In screenshots, Salvatrix noted that Blue Steel had high highways, railroads and even airships.

In addition to just appreciating the visual aesthetics (and working with the animated comic book style), the teams of movement at every height in the city created a city that felt alive no matter where you were – important in a game how much takes place in the air, ”said Salvatrix, referring to the fact that the blocking art style helped keep the team focused on games in the early stages.

Salvatrix similarly shared some concept art of Blue Steel, showing Superman battling the arch-villains Doomsday, Darkseid and even Livewire. But despite the flashy scenery, Blue Steel was not planned as an open game a la Arkham City or Marvel’s Spider-Man.

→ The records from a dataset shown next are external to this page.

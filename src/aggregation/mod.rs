//! # Secure Aggregation
//!
//! Pairwise-perturbation secure summation. Every unordered pair of parties
//! shares one random matrix `S(i,j)`; party `i` adds it and party `j`
//! subtracts it, so the perturbations cancel in the global sum and the
//! aggregator only ever sees perturbed shares.
//!
//! The threat model is honest-but-curious with no collusion between parties.

use crate::error::{FedSpcaError, Result};
use log::{debug, trace};
use ndarray::{Array2, ArrayView2};
use rand::{Rng, SeedableRng};
use rand_chacha::ChaCha20Rng;
use rayon::prelude::*;

/// Half-width of the integer range perturbations are drawn from.
pub const PERTURBATION_RANGE: i64 = 100_000;

/// Anti-symmetric tensor of pairwise perturbations, `R[i][j] = -R[j][i]`.
///
/// Only the upper triangle is stored. The tensor is owned by a single
/// aggregation round and dropped with it.
pub struct PerturbationTensor {
    n_parties: usize,
    shape: (usize, usize),
    upper: Vec<Array2<f64>>,
}

impl PerturbationTensor {
    /// Draws one independent perturbation per unordered pair.
    ///
    /// Each pair gets its own ChaCha20 stream seeded from `rng`, so the
    /// matrices are generated in parallel but remain reproducible.
    pub fn generate<R: Rng>(n_parties: usize, shape: (usize, usize), rng: &mut R) -> Self {
        let n_pairs = n_parties * n_parties.saturating_sub(1) / 2;
        let seeds: Vec<ChaCha20Rng> = (0..n_pairs)
            .map(|_| ChaCha20Rng::from_rng(&mut *rng))
            .collect();

        let upper = seeds
            .into_par_iter()
            .map(|mut pair_rng| {
                Array2::from_shape_simple_fn(shape, || {
                    let coarse = pair_rng.random_range(-PERTURBATION_RANGE..PERTURBATION_RANGE);
                    coarse as f64 + pair_rng.random::<f64>()
                })
            })
            .collect();

        trace!("generated {} pairwise perturbations of shape {:?}", n_pairs, shape);

        PerturbationTensor {
            n_parties,
            shape,
            upper,
        }
    }

    pub fn n_parties(&self) -> usize {
        self.n_parties
    }

    fn pair_index(&self, i: usize, j: usize) -> usize {
        debug_assert!(i < j);
        i * (2 * self.n_parties - i - 1) / 2 + (j - i - 1)
    }

    /// `R[i][j]`; zero on the diagonal.
    pub fn get(&self, i: usize, j: usize) -> Array2<f64> {
        if i == j {
            Array2::zeros(self.shape)
        } else if i < j {
            self.upper[self.pair_index(i, j)].clone()
        } else {
            -&self.upper[self.pair_index(j, i)]
        }
    }

    /// `Σ_j R[party][j]`, the amount the party removes before revealing.
    pub fn row_sum(&self, party: usize) -> Array2<f64> {
        let mut total = Array2::zeros(self.shape);
        for other in 0..self.n_parties {
            if other > party {
                total += &self.upper[self.pair_index(party, other)];
            } else if other < party {
                total -= &self.upper[self.pair_index(other, party)];
            }
        }
        total
    }
}

/// One secure summation round over a fixed set of parties.
///
/// Parties call [`SecureAggregator::reveal`] exactly once each; the round is
/// closed with [`SecureAggregator::finish`], which refuses to produce a sum
/// unless every party contributed.
pub struct SecureAggregator {
    shape: (usize, usize),
    perturbations: PerturbationTensor,
    revealed: Vec<Option<Array2<f64>>>,
}

impl SecureAggregator {
    pub fn new<R: Rng>(n_parties: usize, shape: (usize, usize), rng: &mut R) -> Result<Self> {
        if n_parties == 0 {
            return Err(FedSpcaError::EmptyInput(
                "secure aggregation needs at least one party".into(),
            ));
        }
        debug!(
            "opening secure aggregation round: {} parties, shape {:?}",
            n_parties, shape
        );
        Ok(SecureAggregator {
            shape,
            perturbations: PerturbationTensor::generate(n_parties, shape, rng),
            revealed: vec![None; n_parties],
        })
    }

    pub fn n_parties(&self) -> usize {
        self.revealed.len()
    }

    pub fn shape(&self) -> (usize, usize) {
        self.shape
    }

    /// The value party `party` would send for `value`: `value - Σ_j R[party][j]`.
    pub fn masked_share(&self, party: usize, value: ArrayView2<f64>) -> Result<Array2<f64>> {
        if party >= self.n_parties() {
            return Err(FedSpcaError::shape(
                "party index",
                (self.n_parties(), 1),
                (party, 1),
            ));
        }
        if value.dim() != self.shape {
            return Err(FedSpcaError::shape(
                format!("contribution of party {}", party),
                self.shape,
                value.dim(),
            ));
        }
        Ok(&value - &self.perturbations.row_sum(party))
    }

    fn record(&mut self, party: usize, share: Array2<f64>) -> Result<&Array2<f64>> {
        let slot = &mut self.revealed[party];
        if slot.is_some() {
            return Err(FedSpcaError::InvalidConfiguration(format!(
                "party {} contributed twice to the same round",
                party
            )));
        }
        let share: &Array2<f64> = slot.insert(share);
        Ok(share)
    }

    /// Masks and records the contribution of `party`, returning exactly what
    /// the aggregator gets to see.
    pub fn reveal(&mut self, party: usize, value: ArrayView2<f64>) -> Result<&Array2<f64>> {
        let share = self.masked_share(party, value)?;
        self.record(party, share)
    }

    /// Sums all revealed shares. Fails if any party is missing.
    pub fn finish(self) -> Result<Array2<f64>> {
        let mut total = Array2::zeros(self.shape);
        for (party, share) in self.revealed.iter().enumerate() {
            match share {
                Some(share) => total += share,
                None => return Err(FedSpcaError::MissingContribution { party }),
            }
        }
        Ok(total)
    }
}

fn check_same_shape(matrices: &[Array2<f64>]) -> Result<(usize, usize)> {
    let first = matrices
        .first()
        .ok_or_else(|| FedSpcaError::EmptyInput("no matrices to aggregate".into()))?;
    let shape = first.dim();
    for (party, m) in matrices.iter().enumerate().skip(1) {
        if m.dim() != shape {
            return Err(FedSpcaError::shape(
                format!("contribution of party {}", party),
                shape,
                m.dim(),
            ));
        }
    }
    Ok(shape)
}

/// Runs a full secure round where party `i` holds `matrices[i]`.
pub fn secure_sum<R: Rng>(matrices: &[Array2<f64>], rng: &mut R) -> Result<Array2<f64>> {
    let shape = check_same_shape(matrices)?;
    let mut aggregator = SecureAggregator::new(matrices.len(), shape, rng)?;

    let shares = matrices
        .par_iter()
        .enumerate()
        .map(|(party, m)| aggregator.masked_share(party, m.view()))
        .collect::<Result<Vec<_>>>()?;

    for (party, share) in shares.into_iter().enumerate() {
        aggregator.record(party, share)?;
    }
    aggregator.finish()
}

/// Element-wise sum without any masking.
pub fn plain_sum(matrices: &[Array2<f64>]) -> Result<Array2<f64>> {
    let shape = check_same_shape(matrices)?;
    let mut total = Array2::zeros(shape);
    for m in matrices {
        total += m;
    }
    Ok(total)
}

/// How client contributions are combined on the server.
#[derive(Debug, Clone, Copy, PartialEq, Eq, Default)]
pub enum Aggregation {
    #[default]
    Secure,
    Plain,
}

impl Aggregation {
    pub fn sum<R: Rng>(&self, matrices: &[Array2<f64>], rng: &mut R) -> Result<Array2<f64>> {
        match self {
            Aggregation::Secure => secure_sum(matrices, rng),
            Aggregation::Plain => plain_sum(matrices),
        }
    }
}
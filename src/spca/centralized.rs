use crate::eigen::{EigenResult, EigenSolver, EigenSubset, NalgebraEigen};
use crate::error::{FedSpcaError, Result};
use crate::kernel::Kernel;
use crate::utils::center_rows;
use ndarray::{Array2, ArrayView2, Axis};

/// Supervised PCA on data held in one place.
///
/// Solves `Xcᵗ·(L + I)·Xc` with `Xc` the column-centred data and `L` the
/// label kernel. The federated formulations reproduce this result.
#[derive(Debug, Clone, Copy, Default)]
pub struct Spca {
    n_components: Option<usize>,
    label_kernel: Kernel,
}

impl Spca {
    pub fn new(n_components: Option<usize>) -> Self {
        Self {
            n_components,
            label_kernel: Kernel::Linear,
        }
    }

    pub fn label_kernel(mut self, kernel: Kernel) -> Self {
        self.label_kernel = kernel;
        self
    }

    pub fn fit(&self, x: ArrayView2<f64>, y: ArrayView2<f64>) -> Result<EigenResult> {
        if x.nrows() == 0 {
            return Err(FedSpcaError::EmptyInput("no samples".into()));
        }
        if y.nrows() != x.nrows() {
            return Err(FedSpcaError::shape(
                "labels",
                (x.nrows(), y.ncols()),
                y.dim(),
            ));
        }

        let mean = x
            .mean_axis(Axis(0))
            .ok_or_else(|| FedSpcaError::EmptyInput("no samples".into()))?;
        let centered = center_rows(x, &mean);

        let mut bracket = self.label_kernel.gram(y)?;
        bracket += &Array2::eye(x.nrows());
        let q = centered.t().dot(&bracket).dot(&centered);

        NalgebraEigen.symmetric(q.view(), EigenSubset::from_components(self.n_components))
    }
}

“While our engine could (and did support) REALLY large spaces (100-120 city blocks were unlikely), we decided that smaller dead balls (20-25 blocks +/-) worked better for the game,” Salvatrix said. “So each episode arc would take place on a series of these smaller maps, with remarkable landmarks in each. We also did not plan to limit the game to Metropolis. We had big arches planned in Metropolis (of course), but also on Apokolips. And we planned at least some maps for the ruins of Krypton, Fort of Solitude and Smallville. ”

Although Superman has not yet got his own modern video game car, he will show up in Rocksteady’s upcoming Suicide Squad game as a potentially mind-controlled villain.

What do you think of Factor 5’s work with Blue Steel? Does the world deserve such a Superman game? Let us know in the comments below.

Joseph Knoop is a writer / producer / Lex Luthor stand-in for IGN (understand that I’m bald).